With these words, Mary Reich Cooper, MD, JD, Co-chair Women’s Health Council of RI, summarized the presentations and panel discussions at the Council’s fourth Critical Workshop Training.

THE VENUE: Tsetse Gallery in Providence
Featuring “Children of Children,”
An Interactive Photography Exhibit
by award-winning photographer, Michael Nye
(Sponsored by the YWCA of Northern Rhode Island)

New Ideas in Adolescent Girls’ Healthcare begin with a “Strengths-Based” approach that engenders trust, safety and better choices.

All too often teens don’t feel safe telling their truths to their parents, or at school, or to their doctors. So they avoid getting the medical help or counseling they need, until they face a daunting problem.

“Rather than seeing teens at risk,” advised Keynote speaker Patricia Flanagan, MD, “instead see youth at promise.” Use knowledge of teenage girls’ developmental stages to help them build on their strengths, by praising the skills they have mastered and effective contributions they have made.

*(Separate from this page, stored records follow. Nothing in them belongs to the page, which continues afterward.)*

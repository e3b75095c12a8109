//! Core domain logic for the sales contact tracker.
//! This crate is the single source of truth for contact/activity persistence
//! and pipeline grouping rules.

pub mod config;
pub mod db;
pub mod lifecycle;
pub mod logging;
pub mod model;
pub mod repo;
pub mod service;

pub use config::CrmConfig;
pub use lifecycle::{
    health_check, initialize_and_seed, initialize_and_seed_in_memory, HealthReport, StartupError,
};
pub use logging::{default_log_level, init_logging, logging_status};
pub use model::activity::{Activity, ActivityId};
pub use model::board::StatusBoard;
pub use model::contact::{Contact, ContactDraft, ContactId, ContactStatus, ContactValidationError};
pub use repo::activity_repo::{ActivityRepository, SqliteActivityRepository};
pub use repo::contact_repo::{
    ContactOrder, ContactRepository, RepoError, RepoResult, SqliteContactRepository,
};
pub use service::contact_service::{ContactDetail, ContactService, ContactServiceError};
pub use service::seed_service::{seed_if_empty, SeedOutcome, SEED_CONTACTS};

/// Minimal health-check API for smoke integration.
pub fn ping() -> &'static str {
    "pong"
}

/// Returns the core crate version.
pub fn core_version() -> &'static str {
    env!("CARGO_PKG_VERSION")
}
//! CLI entry point.
//!
//! # Responsibility
//! - Run the startup lifecycle (schema + seed) against the configured store.
//! - Print plain-text board, contact list, intel and health views.
//!
//! Usage: `salescrm [board|contacts|intel|health]` (defaults to `board`).

use log::error;
use salescrm_core::{
    health_check, init_logging, initialize_and_seed, ContactService, CrmConfig, SeedOutcome,
};
use std::process::ExitCode;

fn main() -> ExitCode {
    let config = CrmConfig::from_env();
    if let Some(log_dir) = config.log_dir.as_ref() {
        if let Err(err) = init_logging(&config.log_level, log_dir) {
            eprintln!("logging disabled: {err}");
        }
    }

    let view = std::env::args().nth(1).unwrap_or_else(|| "board".to_string());
    match run(&config, view.as_str()) {
        Ok(()) => ExitCode::SUCCESS,
        Err(err) => {
            error!("event=cli_run module=cli status=error view={view} error={err}");
            eprintln!("salescrm: {err}");
            ExitCode::FAILURE
        }
    }
}

#[derive(Debug, Clone, Copy, PartialEq, Eq)]
enum View {
    Board,
    Contacts,
    Intel,
    Health,
}

impl View {
    fn parse(raw: &str) -> Option<Self> {
        match raw {
            "board" => Some(Self::Board),
            "contacts" => Some(Self::Contacts),
            "intel" => Some(Self::Intel),
            "health" => Some(Self::Health),
            _ => None,
        }
    }
}

fn run(config: &CrmConfig, view: &str) -> Result<(), Box<dyn std::error::Error>> {
    // Reject unknown views before the store is created or seeded.
    let view = View::parse(view).ok_or_else(|| format!("unknown view `{view}`"))?;

    let (conn, outcome) = initialize_and_seed(&config.db_path)?;
    if let SeedOutcome::Seeded { contacts } = outcome {
        println!("seeded {contacts} contacts into {}", config.db_path.display());
    }

    let service = ContactService::sqlite(&conn)?;
    match view {
        View::Board => {
            for (status, contacts) in service.status_board()?.columns() {
                println!("== {status} ({})", contacts.len());
                for contact in contacts {
                    println!("  #{} {} ({})", contact.id, contact.name, contact.company);
                }
            }
        }
        View::Contacts => {
            for contact in service.list_contacts()? {
                println!(
                    "#{} {} <{}> {} [{}]",
                    contact.id, contact.name, contact.email, contact.company, contact.status
                );
            }
        }
        View::Intel => {
            for contact in service.intel_report()? {
                println!(
                    "{}: {}",
                    contact.company,
                    contact.competitive_intel.as_deref().unwrap_or("-")
                );
            }
        }
        View::Health => {
            let report = health_check(&conn)?;
            println!("status={} schema_version={}", report.status, report.schema_version);
        }
    }

    Ok(())
}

As one teen panelist recommended, “Be open with teens. Make it safe, because in reality teens want someone safe to talk with about what they are facing.”

Good to Know

What is needed in many situations is a closer relationship between pediatrics and psychology, so that a teen who is struggling with addiction, abuse, pregnancy and/or sexual identity is referred to a professional who can provide the counseling and resources she needs—and provide support for her choices.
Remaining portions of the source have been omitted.